ハロゲン原子で置換された炭素数1〜10のアルキル基とはハロゲン原子の1〜3個で水素原子が置換された直鎖状又は分枝状のアルキル基を意味し、好ましくはフッ素原子又はヨウ素原子で置換されたアルキル基である。それらとしては、例えばフルオロメチル基、2−フルオロエチル基、2−ヨウ化エチル基、5−フルオロヘプチル基、6−ブロモヘキシル基などが挙げられる。ハロゲン原子で置換された炭素数1〜5のアルキル基とはハロゲン原子の1〜3個で水素原子が置換された直鎖状又は分枝状のアルキル基を意味し、好ましくはフッ素原子又はヨウ素原子で置換されたアルキル基である。それらとしては、例えばフルオロメチル基、2−フルオロエチル基、2−ヨウ化エチル基、5−フルオロヘプチル基などが挙げられる。
実施例1
N−(2−フルオロメチル−5−メトキシベンジル)−N−(5−フルオロ−2−フェノキシフェニル)アセタミド(以下FMDAA1106)の製造
N−(2−ヒドロキシ−5−メトキシベンジル)−N−(5−フルオロ−2−フェノキシフェニル)アセタミド(以下DAA1123)(18mg)をN,N−ジメチルホルムアミド(DMF 1.0mL)に溶解させた溶液に油性水素化ナトリウム(60%)5.1mgを加えて0℃で攪拌した後、フルオロメチルヨーダイド(FCH2I)10mgを加えて、さらに0℃で1時間攪拌した。反応液に水を加えて酢酸エチルにて抽出し、有機層を飽和食塩水にて洗浄後、無水硫酸マグネシウムにて乾燥した。溶媒を減圧下留去して得た粗生成物をシリカゲルカラムクロマトグラフィー(クロロホルム:ヘキサン:酢酸エチル=1:3:1にて溶出)にて精製し、表記の化合物16mgを得た。
融点 71〜72℃
N−(2−[18F]フルオロメチル−5−メトキシベンジル)−N−(5−フルオロ−2−フェノキシフェニル)アセタミド(以下[18F]FMDAA1106)の製造
[18F]フッ素([18F]F)は20atom%H2 18Oを用い、18MeVプロトンの照射によって生産された。照射後、[18F]F-をターゲットから回収し、Dowex 1-X8アニオン交換樹脂により[18O]H2Oから分離した後、Kryptofix 2.2.2.(25mg)を含有したアセトニトリル(CH3CN 1.5mL)と混合した後、照射室から合成セルに移送した。合成セルで[18F]Fを乾燥したのち、130℃でジヨードメタン(CH2I2)を反応容器に注入した。注入と同時にヘリウムガスによって生成した[18F]F CH2IをDAA1123 1mgと水素化ナトリウム(6.8μL,0.5g/20mL)のDMF(300mL)溶液にバブリングした。バブリングが2分以内で終了し、混合物を室温で10分間放置後、反応混合物を逆相セミ分離HPLC(YMCJ'sphere ODS-H80カラム,10mmID×250mm)に注入した。移動相がCH3CN/H2O(6/4)で、流速が6mL/minで[18F]FMDAA1106のフラクションを取得した。本フラクションに対し、減圧下で溶媒を除去し、生理食塩水(10mL)に溶解し、0.22μm ミリポアフィルターを通過し、[18F]FMDAA1106(110MBq,n=3)を最終製剤として得ることができた。(照射条件:15min,15μA)。なお、合成時間が照射終了時から約45分間を要した。

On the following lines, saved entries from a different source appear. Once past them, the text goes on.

//! CARMEN road map files: a text comment block, a label/version id, a CREATOR chunk,
//! a GRIDMAP chunk and a dense payload of four u16 probability planes per cell.
//!
//! File layout (little-endian):
//!   ..  : comment block, lines starting with '#', each terminated by '\n'
//!   ..  : [u8;17] id = b"CARMENMAPFILEv020"
//!
//! CREATOR chunk:
//!   u8 type = 32, u32 size = 188, "CREATOR   " [u8;10] user, u64 unix time,
//!   [u8;80] origin, [u8;80] description (text fields space padded)
//!
//! GRIDMAP chunk:
//!   u8 type = 1, u32 size = 10 + 12 + w*h*4, "GRIDMAP   " u32 width u32 height
//!   f64 resolution (meters per cell)
//!   then for x in 0..w, for y in 0..h:
//!     u16 off_road, u16 solid_marking, u16 broken_marking, u16 lane_center
//!
//! The GRIDMAP size field is kept as downstream readers expect it even though it
//! does not describe the payload length; the reader never trusts it.

use std::fs::{self, File};
use std::io::{self, BufWriter, ErrorKind, Write};
use std::path::{Path, PathBuf};
use std::sync::atomic::{AtomicU64, Ordering};

use chrono::{DateTime, Local, Utc};

pub const CARMEN_MAP_LABEL: [u8; 13] = *b"CARMENMAPFILE";
pub const CARMEN_MAP_VERSION: [u8; 4] = *b"v020";

pub const CARMEN_MAP_CREATOR_CHUNK: u8 = 32;
pub const CARMEN_MAP_GRIDMAP_CHUNK: u8 = 1;

/// Meters per cell used by the local grid mapper.
pub const LOCAL_GRIDMAP_RESOLUTION: f64 = 0.2;

/// Saturated probability value ("certainly").
pub const PROB_MAX: u16 = u16::MAX;

const CHUNK_DESCRIPTION_LEN: usize = 10;
const CREATOR_USER_LEN: usize = 10;
const CREATOR_TEXT_LEN: usize = 80;
const CELL_BYTES: usize = 8;

/// Probabilities of one map cell, in payload order.
#[repr(C)]
#[derive(Debug, Clone, Copy, PartialEq, Eq, bytemuck::Pod, bytemuck::Zeroable)]
pub struct RoadCell {
    pub off_road: u16,
    pub solid_marking: u16,
    pub broken_marking: u16,
    pub lane_center: u16,
}

impl Default for RoadCell {
    /// An untouched cell is certainly off the road.
    fn default() -> Self {
        Self {
            off_road: PROB_MAX,
            solid_marking: 0,
            broken_marking: 0,
            lane_center: 0,
        }
    }
}

/// Contents of the CREATOR chunk.
#[derive(Debug, Clone, Default, PartialEq, Eq)]
pub struct MapCreator {
    /// Login of whoever generated the map (10 bytes on disk).
    pub user: String,
    /// Unix time in seconds.
    pub timestamp: u64,
    pub origin: String,
    pub description: String,
}

impl MapCreator {
    /// Creator record stamped with the current user and time.
    pub fn now(origin: &str, description: &str) -> Self {
        let user = std::env::var("USER")
            .or_else(|_| std::env::var("LOGNAME"))
            .ok()
            .filter(|u| !u.is_empty())
            .unwrap_or_else(|| "UNKNOWN".to_string());

        Self {
            user,
            timestamp: Utc::now().timestamp().max(0) as u64,
            origin: origin.to_string(),
            description: description.to_string(),
        }
    }
}

#[derive(Debug, Clone, PartialEq)]
pub struct RoadMap {
    pub width: u32,
    pub height: u32,
    /// Meters per cell.
    pub resolution: f64,
    pub creator: MapCreator,
    /// Column-major cells: index = x * height + y.
    pub cells: Vec<RoadCell>,
}

impl RoadMap {
    /// A map where every cell is off the road.
    pub fn new(width: u32, height: u32, resolution: f64, creator: MapCreator) -> Self {
        Self {
            width,
            height,
            resolution,
            creator,
            cells: vec![RoadCell::default(); width as usize * height as usize],
        }
    }

    #[inline]
    fn index(&self, x: u32, y: u32) -> Option<usize> {
        if x < self.width && y < self.height {
            Some(x as usize * self.height as usize + y as usize)
        } else {
            None
        }
    }

    pub fn cell(&self, x: u32, y: u32) -> Option<&RoadCell> {
        self.index(x, y).map(|i| &self.cells[i])
    }

    pub fn cell_mut(&mut self, x: u32, y: u32) -> Option<&mut RoadCell> {
        self.index(x, y).map(move |i| &mut self.cells[i])
    }
}

#[inline(always)]
fn need(buf: &[u8], want: usize) -> io::Result<()> {
    if buf.len() < want {
        Err(io::Error::new(ErrorKind::UnexpectedEof, "truncated CARMEN map"))
    } else {
        Ok(())
    }
}

#[inline(always)]
fn take<'a>(buf: &mut &'a [u8], n: usize) -> io::Result<&'a [u8]> {
    need(buf, n)?;
    let (head, tail) = buf.split_at(n);
    *buf = tail;
    Ok(head)
}

#[inline(always)]
fn le_u8(buf: &mut &[u8]) -> io::Result<u8> {
    Ok(take(buf, 1)?[0])
}

#[inline(always)]
fn le_u32(buf: &mut &[u8]) -> io::Result<u32> {
    let b = take(buf, 4)?;
    Ok(u32::from_le_bytes([b[0], b[1], b[2], b[3]]))
}

#[inline(always)]
fn le_u64(buf: &mut &[u8]) -> io::Result<u64> {
    let b = take(buf, 8)?;
    Ok(u64::from_le_bytes([b[0], b[1], b[2], b[3], b[4], b[5], b[6], b[7]]))
}

#[inline(always)]
fn le_f64(buf: &mut &[u8]) -> io::Result<f64> {
    Ok(f64::from_bits(le_u64(buf)?))
}

/// Fixed-width text field with the trailing space padding removed.
fn text_field(buf: &mut &[u8], n: usize) -> io::Result<String> {
    let raw = take(buf, n)?;
    Ok(String::from_utf8_lossy(raw).trim_end_matches(' ').to_string())
}

#[cold]
fn bad(msg: &str) -> io::Error {
    io::Error::new(ErrorKind::InvalidData, msg)
}
//! Error types of the lane mapper.

use std::io;
use std::path::PathBuf;

use thiserror::Error;

/// Fatal, per-document failures.
#[derive(Debug, Error)]
pub enum MapperError {
    #[error("failed to read {path}: {source}")]
    Read {
        path: PathBuf,
        #[source]
        source: io::Error,
    },

    #[error("failed to parse SVG document: {0}")]
    Xml(#[from] roxmltree::Error),

    #[error("document has no canvas size (no <image> or <svg> width/height)")]
    MissingCanvas,

    #[error("invalid canvas {name} {value:?}")]
    InvalidCanvas { name: &'static str, value: String },

    #[error("failed to write {path}: {source}")]
    Write {
        path: PathBuf,
        #[source]
        source: io::Error,
    },
}

/// Why a lane curve could not be tessellated. The lane is skipped; the run goes on.
#[derive(Debug, Clone, PartialEq, Error)]
pub enum TessellationError {
    #[error("curve produced {samples} samples from {points} control points (need at least 2)")]
    TooFewSamples { points: usize, samples: usize },

    #[error("parametric step {0} is outside (0, 1]")]
    InvalidFraction(f64),
}

/// Why a path data token was skipped.
#[derive(Debug, Clone, Copy, PartialEq, Eq, Error)]
pub enum TokenErrorKind {
    #[error("unsupported command")]
    UnknownCommand,
    #[error("malformed coordinate pair")]
    MalformedPair,
    #[error("coordinates before any command")]
    NoCommand,
    #[error("relative coordinates without a current point")]
    NoCurrentPoint,
}
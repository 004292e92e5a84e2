//! Nearest tessellated sample to a query point.
//!
//! The search brackets the sign change of the tangent projection `cos` between the
//! first and last sample and bisects it. This relies on `cos` changing sign at most
//! once near the closest approach, which holds for smoothed tangents but not for
//! tightly curved or self-intersecting lanes; the result is then a local, not
//! global, nearest sample.

use glam::DVec2;

use crate::curve::OrientedPolyline;

/// Result of a nearest-sample query.
#[derive(Debug, Clone, Copy, PartialEq)]
pub struct Nearest {
    /// Index of the selected sample.
    pub index: usize,
    /// Euclidean distance from the query to the selected sample.
    pub distance: f64,
    /// Projection of (sample - query) on the sample tangent.
    pub cos: f64,
    /// Cross term; negative when the query lies left of the direction of travel.
    pub sin: f64,
    /// Tangent of the selected sample.
    pub tangent: DVec2,
}

impl Nearest {
    #[inline]
    pub fn is_left(&self) -> bool {
        self.sin.is_sign_negative()
    }
}

#[inline(always)]
fn project(polyline: &OrientedPolyline, i: usize, query: DVec2) -> (f64, f64) {
    let s = &polyline.samples()[i];
    let a = s.position - query;
    (a.dot(s.tangent), s.tangent.perp_dot(a))
}

/// Locate the sample of `polyline` nearest to `query`.
pub fn nearest_point(polyline: &OrientedPolyline, query: DVec2) -> Nearest {
    let mut i0 = 0;
    let mut i1 = polyline.len() - 1;

    let (mut cos0, mut sin0) = project(polyline, i0, query);
    let (mut cos1, mut sin1) = project(polyline, i1, query);

    while i1 - i0 > 1 && cos1.is_sign_negative() != cos0.is_sign_negative() {
        let i2 = (i0 + i1) / 2;
        let (cos2, sin2) = project(polyline, i2, query);

        if cos2.is_sign_negative() != cos0.is_sign_negative() {
            i1 = i2;
            cos1 = cos2;
            sin1 = sin2;
        } else {
            i0 = i2;
            cos0 = cos2;
            sin0 = sin2;
        }
    }

    if cos1.abs() < cos0.abs() {
        i0 = i1;
        cos0 = cos1;
        sin0 = sin1;
    }

    let sample = &polyline.samples()[i0];

    Nearest {
        index: i0,
        distance: sample.position.distance(query),
        cos: cos0,
        sin: sin0,
        tangent: sample.tangent,
    }
}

N−[2−(2−フルオロ)エチル−5−メトキシベンジル]−N−(5−フルオロ−2−フェノキシフェニル)アセタミド(以下FEDAA1106)の製造
実施例1と同様な操作により、フルオロメチルヨーダイド(FCH2I)に代わり1−フルオロ−2−トシロキシエタン(FCH2CH2OTs)を用い表記の化合物20mgを得た。
融点 54〜56℃
N−[2−(2−[18F]フルオロ)エチル−5−メトキシベンジル]−N−(5−フルオロ−2−フェノキシフェニル)アセタミド(以下[18F]FEDAA1106)の製造
実施例2と同様な操作により、ジヨードメタン(CH2I2)の代わりに2−ブロモエチルトリフレート(BrCH2CH2OTf)を用い表記の化合物を得た。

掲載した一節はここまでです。